Di samping taman-taman yang telah disebutkan di atas, ternyata masih sangat banyak taman-taman tempo dulu di kota Bandung. Molukkenpark yang sekarang dikenal dengan nama Taman Maluku, Tjitaroem Plein di jalan Citarum yang dibangun untuk memperingati percakapan pertama melalui radio telepon antara Hindia Belanda dan Negeri Belanda pada`tanggal 3 Juni 1927, Tjilaki plein yang dahulu lebih diarahkan sebagai jalur hijau dan hutan kota dan kini berubah menjadi sebuah taman kota di jalan Cilaki, Tjibeujing Plantsoen (kini pada bagian selatannya menjadi kebun pembibitan tanaman taman dan pelindung jalan dikelola oleh Dinas Pertamanan Kota Bandung) yang sejak awal hanya dimaksudkan sebagai lahan hijau terbuka, bukan sebagai taman dalam arti yang sesungguhnya, dan masih banyak pula taman-taman lainnya.
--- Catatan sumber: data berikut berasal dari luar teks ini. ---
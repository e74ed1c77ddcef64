//! Capability negotiation: deciding which methods and notifications are
//! legal once `initialize` completes, given what each peer advertised.

use std::collections::HashSet;

use crate::types::{ClientCapabilities, ServerCapabilities};

/// How a named feature's availability is decided from the two capability
/// payloads.
#[derive(Debug, Clone, Copy)]
pub enum CompatibilityRule {
    /// Needs the server to have advertised the feature.
    RequireServer,
    /// Needs the client to have advertised the feature.
    RequireClient,
    /// Needs both sides to have advertised it.
    RequireBoth,
    /// Always available once the handshake completes.
    Always,
}

/// The fixed MCP feature-to-rule table. Unlike the wider protocol surface
/// this engine only negotiates the features spec.md's dispatcher names.
fn rule_for(feature: &str) -> CompatibilityRule {
    match feature {
        "tools" | "prompts" | "resources" | "resources.subscribe" | "logging" | "completion" => {
            CompatibilityRule::RequireServer
        }
        "roots" | "sampling" | "elicitation" => CompatibilityRule::RequireClient,
        "progress" | "cancellation" | "ping" => CompatibilityRule::Always,
        _ => CompatibilityRule::Always,
    }
}

/// A negotiated view over the client/server capability payloads exchanged
/// during `initialize`, answering "is feature X usable" for the lifetime of
/// the session.
#[derive(Debug, Clone)]
pub struct CapabilitySet {
    client: ClientCapabilities,
    server: ServerCapabilities,
    enabled: HashSet<&'static str>,
}

impl CapabilitySet {
    /// Compute the negotiated set from what each peer advertised.
    pub fn negotiate(client: ClientCapabilities, server: ServerCapabilities) -> Self {
        let mut enabled = HashSet::new();
        for feature in [
            "tools",
            "prompts",
            "resources",
            "resources.subscribe",
            "logging",
            "completion",
            "roots",
            "sampling",
            "elicitation",
            "progress",
            "cancellation",
            "ping",
        ] {
            if Self::is_enabled(feature, &client, &server) {
                enabled.insert(feature);
            }
        }
        Self {
            client,
            server,
            enabled,
        }
    }

    fn is_enabled(feature: &str, client: &ClientCapabilities, server: &ServerCapabilities) -> bool {
        match rule_for(feature) {
            CompatibilityRule::RequireServer => Self::server_has(feature, server),
            CompatibilityRule::RequireClient => Self::client_has(feature, client),
            CompatibilityRule::RequireBoth => {
                Self::client_has(feature, client) && Self::server_has(feature, server)
            }
            CompatibilityRule::Always => true,
        }
    }

    fn client_has(feature: &str, client: &ClientCapabilities) -> bool {
        match feature {
            "roots" => client.roots.is_some(),
            "sampling" => client.sampling.is_some(),
            "elicitation" => client.elicitation.is_some(),
            _ => true,
        }
    }

    fn server_has(feature: &str, server: &ServerCapabilities) -> bool {
        match feature {
            "tools" => server.tools.is_some(),
            "prompts" => server.prompts.is_some(),
            "resources" => server.resources.is_some(),
            "resources.subscribe" => server
                .resources
                .as_ref()
                .and_then(|r| r.subscribe)
                .unwrap_or(false),
            "logging" => server.logging.is_some(),
            "completion" => server.completions.is_some(),
            _ => true,
        }
    }

    /// Whether `feature` is usable on this negotiated session.
    pub fn supports(&self, feature: &str) -> bool {
        self.enabled.contains(feature)
    }

    pub fn client_capabilities(&self) -> &ClientCapabilities {
        &self.client
    }

    pub fn server_capabilities(&self) -> &ServerCapabilities {
        &self.server
    }
}

#[cfg(test)]
mod tests {
    use super::*;
    use crate::types::{ResourcesCapabilities, RootsCapabilities, ToolsCapabilities};

    #[test]
    fn server_only_feature_requires_server_advertisement() {
        let client = ClientCapabilities::default();
        let server = ServerCapabilities {
            tools: Some(ToolsCapabilities::default()),
            ..Default::default()
        };
        let set = CapabilitySet::negotiate(client, server);
        assert!(set.supports("tools"));
        assert!(!set.supports("prompts"));
    }

    #[test]
    fn client_only_feature_requires_client_advertisement() {
        let client = ClientCapabilities {
            roots: Some(RootsCapabilities::default()),
            ..Default::default()
        };
        let server = ServerCapabilities::default();
        let set = CapabilitySet::negotiate(client, server);
        assert!(set.supports("roots"));
        assert!(!set.supports("sampling"));
    }

    #[test]
    fn subscribe_gated_on_nested_flag() {
        let server = ServerCapabilities {
            resources: Some(ResourcesCapabilities {
                subscribe: Some(true),
                list_changed: None,
            }),
            ..Default::default()
        };
        let set = CapabilitySet::negotiate(ClientCapabilities::default(), server);
        assert!(set.supports("resources"));
        assert!(set.supports("resources.subscribe"));
    }

    #[test]
    fn ping_and_cancellation_are_always_on() {
        let set = CapabilitySet::negotiate(ClientCapabilities::default(), ServerCapabilities::default());
        assert!(set.supports("ping"));
        assert!(set.supports("cancellation"));
        assert!(set.supports("progress"));
    }
}
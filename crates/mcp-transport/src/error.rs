//! Transport-level error taxonomy.
//!
//! Grounded in `turbomcp-transport-traits::error::TransportError`, trimmed
//! to the cases spec.md §7's "transport errors" bucket actually needs:
//! connect/send/receive failure, timeout, and a closed channel. Fancier
//! per-phase timeout variants (`ConnectionTimeout`, `RequestTimeout`, ...)
//! are a stdlib-HTTP-client concern that's out of scope per spec.md §1.

use thiserror::Error;

/// Specialized `Result` for transport operations.
pub type TransportResult<T> = Result<T, TransportError>;

/// Errors a [`crate::traits::Transport`] implementation can raise.
#[derive(Debug, Clone, Error)]
#[non_exhaustive]
pub enum TransportError {
    /// Failed to establish the underlying connection/pipe/socket.
    #[error("connection failed: {0}")]
    ConnectionFailed(String),

    /// A previously established connection was lost.
    #[error("connection lost: {0}")]
    ConnectionLost(String),

    /// Writing a frame to the wire failed.
    #[error("send failed: {0}")]
    SendFailed(String),

    /// Reading a frame from the wire failed.
    #[error("receive failed: {0}")]
    ReceiveFailed(String),

    /// An operation did not complete within its deadline.
    #[error("operation timed out")]
    Timeout,

    /// The transport was asked to perform an operation after being closed.
    #[error("transport is closed")]
    Closed,

    /// Message exceeded the transport's configured size limit.
    #[error("message of {size} bytes exceeds the {limit}-byte limit")]
    MessageTooLarge { size: usize, limit: usize },

    /// An underlying I/O error.
    #[error("io error: {0}")]
    Io(String),
}

impl From<std::io::Error> for TransportError {
    fn from(err: std::io::Error) -> Self {
        Self::Io(err.to_string())
    }
}
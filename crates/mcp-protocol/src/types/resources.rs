//! Resource and resource-template definitions plus `resources/*` types.

use serde::{Deserialize, Serialize};

use super::{
    content::ResourceContent,
    core::{Annotations, Cursor, MimeType, Uri},
};

#[derive(Debug, Clone, Serialize, Deserialize)]
pub struct Resource {
    pub name: String,
    #[serde(skip_serializing_if = "Option::is_none")]
    pub title: Option<String>,
    pub uri: Uri,
    #[serde(skip_serializing_if = "Option::is_none")]
    pub description: Option<String>,
    #[serde(rename = "mimeType", skip_serializing_if = "Option::is_none")]
    pub mime_type: Option<MimeType>,
    #[serde(skip_serializing_if = "Option::is_none")]
    pub annotations: Option<Annotations>,
    #[serde(skip_serializing_if = "Option::is_none")]
    pub size: Option<u64>,
}

#[derive(Debug, Clone, Serialize, Deserialize)]
pub struct ResourceTemplate {
    pub name: String,
    #[serde(skip_serializing_if = "Option::is_none")]
    pub title: Option<String>,
    #[serde(rename = "uriTemplate")]
    pub uri_template: String,
    #[serde(skip_serializing_if = "Option::is_none")]
    pub description: Option<String>,
    #[serde(rename = "mimeType", skip_serializing_if = "Option::is_none")]
    pub mime_type: Option<MimeType>,
}

#[derive(Debug, Clone, Serialize, Deserialize, Default)]
pub struct ListResourcesRequest {
    #[serde(skip_serializing_if = "Option::is_none")]
    pub cursor: Option<Cursor>,
}

#[derive(Debug, Clone, Serialize, Deserialize)]
pub struct ListResourcesResult {
    pub resources: Vec<Resource>,
    #[serde(rename = "nextCursor", skip_serializing_if = "Option::is_none")]
    pub next_cursor: Option<Cursor>,
}

#[derive(Debug, Clone, Serialize, Deserialize, Default)]
pub struct ListResourceTemplatesRequest {
    #[serde(skip_serializing_if = "Option::is_none")]
    pub cursor: Option<Cursor>,
}

#[derive(Debug, Clone, Serialize, Deserialize)]
pub struct ListResourceTemplatesResult {
    #[serde(rename = "resourceTemplates")]
    pub resource_templates: Vec<ResourceTemplate>,
    #[serde(rename = "nextCursor", skip_serializing_if = "Option::is_none")]
    pub next_cursor: Option<Cursor>,
}

#[derive(Debug, Clone, Serialize, Deserialize)]
pub struct ReadResourceRequest {
    pub uri: Uri,
}

#[derive(Debug, Clone, Serialize, Deserialize)]
pub struct ReadResourceResult {
    pub contents: Vec<ResourceContent>,
}

#[derive(Debug, Clone, Serialize, Deserialize)]
pub struct SubscribeRequest {
    pub uri: Uri,
}

#[derive(Debug, Clone, Serialize, Deserialize)]
pub struct UnsubscribeRequest {
    pub uri: Uri,
}

#[derive(Debug, Clone, Serialize, Deserialize)]
pub struct ResourceUpdatedNotification {
    pub uri: Uri,
}

#[derive(Debug, Clone, Serialize, Deserialize)]
pub struct ResourceListChangedNotification {}
impl Client {
    /// Build a client with no capabilities advertised beyond the defaults.
    /// Call [`Client::on_sampling`]/[`Client::on_elicitation`] before
    /// `initialize` if the capability builder turns those on.
    pub fn new(transport: Arc<dyn Transport>, client_info: Implementation) -> Self {
        Self::with_capabilities(transport, client_info, ClientCapabilities::default())
    }

    pub fn with_capabilities(
        transport: Arc<dyn Transport>,
        client_info: Implementation,
        capabilities: ClientCapabilities,
    ) -> Self {
        Self::with_config(transport, client_info, capabilities, EngineConfig::default())
    }

    pub fn with_config(
        transport: Arc<dyn Transport>,
        client_info: Implementation,
        capabilities: ClientCapabilities,
        engine_config: EngineConfig,
    ) -> Self {
        let (session, engine) =
            RequestEngine::new(SessionId::new(), Arc::clone(&transport), engine_config);
        let registry = Arc::new(HandlerRegistry::new());
        // The client is never the responder to `initialize`, so the
        // dispatcher's own `server_capabilities` field is inert here — it
        // only matters for the built-in methods a server advertises.
        let dispatcher = Dispatcher::new(
            Arc::clone(&registry),
            client_info.clone(),
            ServerCapabilities::default(),
        );
        Self {
            transport,
            session,
            engine: Arc::new(engine),
            dispatcher,
            registry,
            client_info,
            capabilities,
            reader_task: AsyncMutex::new(None),
        }
    }

    pub fn session(&self) -> &Arc<Session> {
        &self.session
    }

    /// Register the handler for server-initiated `sampling/createMessage`.
    /// Required before `initialize` whenever `capabilities.sampling` is set.
    pub fn on_sampling(&self, handler: Arc<dyn RequestHandler>) {
        self.registry.register_request_handler("sampling/createMessage", handler);
    }

    /// Register the handler for server-initiated `elicitation/create`.
    pub fn on_elicitation(&self, handler: Arc<dyn RequestHandler>) {
        self.registry.register_request_handler("elicitation/create", handler);
    }

    /// Register a handler for any other server-initiated notification
    /// (`notifications/tools/list_changed`, etc).
    pub fn on_notification(&self, method: impl Into<String>, handler: Arc<dyn NotificationHandler>) {
        self.registry.register_notification_handler(method, handler);
    }

    /// Replace the roots advertised to the server via `roots/list`.
    pub fn set_roots(&self, roots: Vec<Root>) {
        self.session.replace_roots(roots);
    }

    /// Connect the transport, start the single inbound reader task, and run
    /// the full initiator handshake: send `initialize`, negotiate, persist,
    /// send `notifications/initialized`, activate the session.
    pub async fn initialize(&self) -> Result<InitializeOutcome, McpError> {
        self.transport.connect().await.map_err(EngineError::Transport)?;
        self.spawn_reader().await;

        let requested_version = SUPPORTED_VERSIONS[SUPPORTED_VERSIONS.len() - 1].as_str().to_string();
        let params = serde_json::to_value(InitializeRequest {
            protocol_version: requested_version,
            capabilities: self.capabilities.clone(),
            client_info: self.client_info.clone(),
        })
        .map_err(McpError::UnexpectedResult)?;

        let raw_result = self.engine.call("initialize", Some(params), CallOptions::default()).await?;
        let result: InitializeResult =
            serde_json::from_value(raw_result).map_err(McpError::UnexpectedResult)?;

        let version = ProtocolVersion::parse(&result.protocol_version)
            .ok_or_else(|| McpError::UnsupportedVersion(result.protocol_version.clone()))?;
        let negotiated = CapabilitySet::negotiate(self.capabilities.clone(), result.capabilities.clone());
        self.session.record_handshake(version, negotiated, result.server_info.clone())?;

        self.engine.notify("notifications/initialized", None).await?;
        self.session.activate()?;

        Ok(InitializeOutcome {
            protocol_version: result.protocol_version,
            server_info: result.server_info,
            server_capabilities: result.capabilities,
            instructions: result.instructions,
        })
    }

    async fn spawn_reader(&self) {
        let mut guard = self.reader_task.lock().await;
        if guard.is_some() {
            return;
        }
        let transport = Arc::clone(&self.transport);
        let dispatcher = self.dispatcher.clone();
        let session = Arc::clone(&self.session);
        let handle = tokio::spawn(async move {
            loop {
                match transport.receive().await {
                    Ok(Some(message)) => {
                        let action = dispatcher.on_frame(&message.payload, &session).await;
                        if let Err(e) = write_back(&transport, action).await {
                            tracing::warn!(error = %e, "client reply send failed");
                        }
                    }
                    Ok(None) => break,
                    Err(e) => {
                        tracing::warn!(error = %e, "client transport receive failed");
                        break;
                    }
                }
            }
            tracing::debug!("client reader task finished");
        });
        *guard = Some(handle);
    }

    /// `ping` — the conventional liveness check; callers observe success as
    /// the `pong` indicator spec.md's scenario 1 describes.
    pub async fn ping(&self) -> Result<(), McpError> {
        self.engine.call("ping", None, CallOptions::default()).await?;
        Ok(())
    }

    pub async fn list_tools(&self) -> Result<Vec<Tool>, McpError> {
        let result: ListToolsResult = self.call_typed("tools/list", None).await?;
        Ok(result.tools)
    }

    pub async fn call_tool(
        &self,
        name: impl Into<String>,
        arguments: Option<HashMap<String, Value>>,
    ) -> Result<CallToolResult, McpError> {
        let params = serde_json::to_value(CallToolRequest { name: name.into(), arguments })
            .map_err(McpError::UnexpectedResult)?;
        self.call_typed("tools/call", Some(params)).await
    }

    /// Like [`Client::call_tool`], but registers `callback` for progress
    /// notifications carrying a freshly minted token.
    pub async fn call_tool_with_progress(
        &self,
        name: impl Into<String>,
        arguments: Option<HashMap<String, Value>>,
        callback: ProgressCallback,
    ) -> Result<CallToolResult, McpError> {
        let mut params = serde_json::to_value(CallToolRequest { name: name.into(), arguments })
            .map_err(McpError::UnexpectedResult)?;
        let token = mcp_protocol::new_progress_token();
        params["_meta"] = serde_json::json!({ "progressToken": token });
        let opts = CallOptions {
            timeout: None,
            progress: Some(ProgressOptions { token: Some(token), callback }),
        };
        let raw = self.engine.call("tools/call", Some(params), opts).await?;
        serde_json::from_value(raw).map_err(McpError::UnexpectedResult)
    }

    pub async fn list_prompts(&self) -> Result<Vec<Prompt>, McpError> {
        let result: ListPromptsResult = self.call_typed("prompts/list", None).await?;
        Ok(result.prompts)
    }

    pub async fn get_prompt(
        &self,
        name: impl Into<String>,
        arguments: Option<HashMap<String, String>>,
    ) -> Result<GetPromptResult, McpError> {
        let params = serde_json::to_value(GetPromptRequest { name: name.into(), arguments })
            .map_err(McpError::UnexpectedResult)?;
        self.call_typed("prompts/get", Some(params)).await
    }

    pub async fn list_resources(&self) -> Result<Vec<Resource>, McpError> {
        let result: ListResourcesResult = self.call_typed("resources/list", None).await?;
        Ok(result.resources)
    }

    pub async fn list_resource_templates(&self) -> Result<Vec<ResourceTemplate>, McpError> {
        let result: ListResourceTemplatesResult =
            self.call_typed("resources/templates/list", None).await?;
        Ok(result.resource_templates)
    }

    pub async fn read_resource(&self, uri: impl Into<String>) -> Result<ReadResourceResult, McpError> {
        let params =
            serde_json::to_value(ReadResourceRequest { uri: uri.into() }).map_err(McpError::UnexpectedResult)?;
        self.call_typed("resources/read", Some(params)).await
    }

    pub async fn subscribe(&self, uri: impl Into<String>) -> Result<(), McpError> {
        let params = serde_json::to_value(SubscribeRequest { uri: uri.into() }).map_err(McpError::UnexpectedResult)?;
        self.engine.call("resources/subscribe", Some(params), CallOptions::default()).await?;
        Ok(())
    }

    pub async fn unsubscribe(&self, uri: impl Into<String>) -> Result<(), McpError> {
        let params = serde_json::to_value(UnsubscribeRequest { uri: uri.into() }).map_err(McpError::UnexpectedResult)?;
        self.engine.call("resources/unsubscribe", Some(params), CallOptions::default()).await?;
        Ok(())
    }

    pub async fn set_log_level(&self, level: LogLevel) -> Result<(), McpError> {
        let params = serde_json::to_value(SetLevelRequest { level }).map_err(McpError::UnexpectedResult)?;
        self.engine.call("logging/setLevel", Some(params), CallOptions::default()).await?;
        Ok(())
    }

    /// `completion/complete` carries no dedicated types in the data model
    /// (per spec.md §4.4's note that it's routed through the generic
    /// handler map); callers pass and receive raw JSON.
    pub async fn complete(&self, params: Value) -> Result<Value, McpError> {
        Ok(self.engine.call("completion/complete", Some(params), CallOptions::default()).await?)
    }

    /// Run `ops` as one JSON-RPC batch (requires the peer to have
    /// negotiated the `batch` feature).
    pub async fn batch(
        &self,
        ops: Vec<mcp_engine::BatchOp>,
    ) -> Result<Vec<Result<Value, EngineError>>, McpError> {
        Ok(self.engine.batch(ops, None).await?)
    }

    /// Cancel one outbound call the caller still holds the id for.
    pub fn cancel(&self, id: &RequestId, reason: &str) -> bool {
        self.engine.cancel(id, reason)
    }

    async fn call_typed<T: serde::de::DeserializeOwned>(
        &self,
        method: &str,
        params: Option<Value>,
    ) -> Result<T, McpError> {
        let raw = self.engine.call(method, params, CallOptions::default()).await?;
        serde_json::from_value(raw).map_err(McpError::UnexpectedResult)
    }

    /// Tear down per spec.md §4.6: `phase -> terminating`, cancel every
    /// pending request, disconnect the transport, stop the reader task.
    pub async fn shutdown(&self) -> Result<(), McpError> {
        self.session.begin_terminate();
        self.engine.cancel_all();
        if let Some(task) = self.reader_task.lock().await.take() {
            task.abort();
        }
        self.transport.disconnect().await.map_err(EngineError::Transport)?;
        Ok(())
    }
}
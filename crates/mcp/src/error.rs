//! The facade's single error type, unifying the engine/session/protocol
//! errors a [`crate::Client`] or [`crate::Server`] call can surface.

use mcp_engine::EngineError;
use mcp_protocol::ProtocolError;
use mcp_session::SessionError;

#[derive(Debug, thiserror::Error)]
pub enum McpError {
    #[error(transparent)]
    Engine(#[from] EngineError),

    #[error(transparent)]
    Session(#[from] SessionError),

    #[error(transparent)]
    Protocol(#[from] ProtocolError),

    #[error("peer negotiated an unsupported protocol version: {0}")]
    UnsupportedVersion(String),

    #[error("result did not match the expected shape: {0}")]
    UnexpectedResult(#[from] serde_json::Error),

    #[error(transparent)]
    Supervisor(#[from] mcp_supervisor::SupervisorError),
}
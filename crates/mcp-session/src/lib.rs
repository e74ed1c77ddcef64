//! Per-connection session state machine: handshake phase, negotiated
//! capabilities, the pending-request registry, progress/log callbacks,
//! subscriptions, and roots.
//!
//! This crate owns exactly one cross-worker mutable structure per session —
//! the [`PendingRegistry`] — plus the serialized session fields that are
//! only ever mutated through [`Session`]'s own methods, per spec.md §5.

pub mod error;
pub mod pending;
pub mod roots;
pub mod session;
pub mod session_id;

pub use error::SessionError;
pub use pending::{CancelNotifyFn, CancelReason, Outcome, PendingRegistry, PendingRequest, PendingSpec};
pub use roots::RootSet;
pub use session::{Phase, ProgressCallback, Session, TransportContext};
pub use session_id::SessionId;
Taman-taman yang dahulu menjadikan Bandung mendapat julukan “Kota Taman”. Lalu pertanyaannya, akankah predikat tersebut dapat kembali disandang oleh kota penuh nilai sejarah ini? Sebuah pekerjaan rumah yang sudah seharusnya mulai kembali dipikirkan ditengah derasnya arus modernisasi dan kian padatnya kota ini.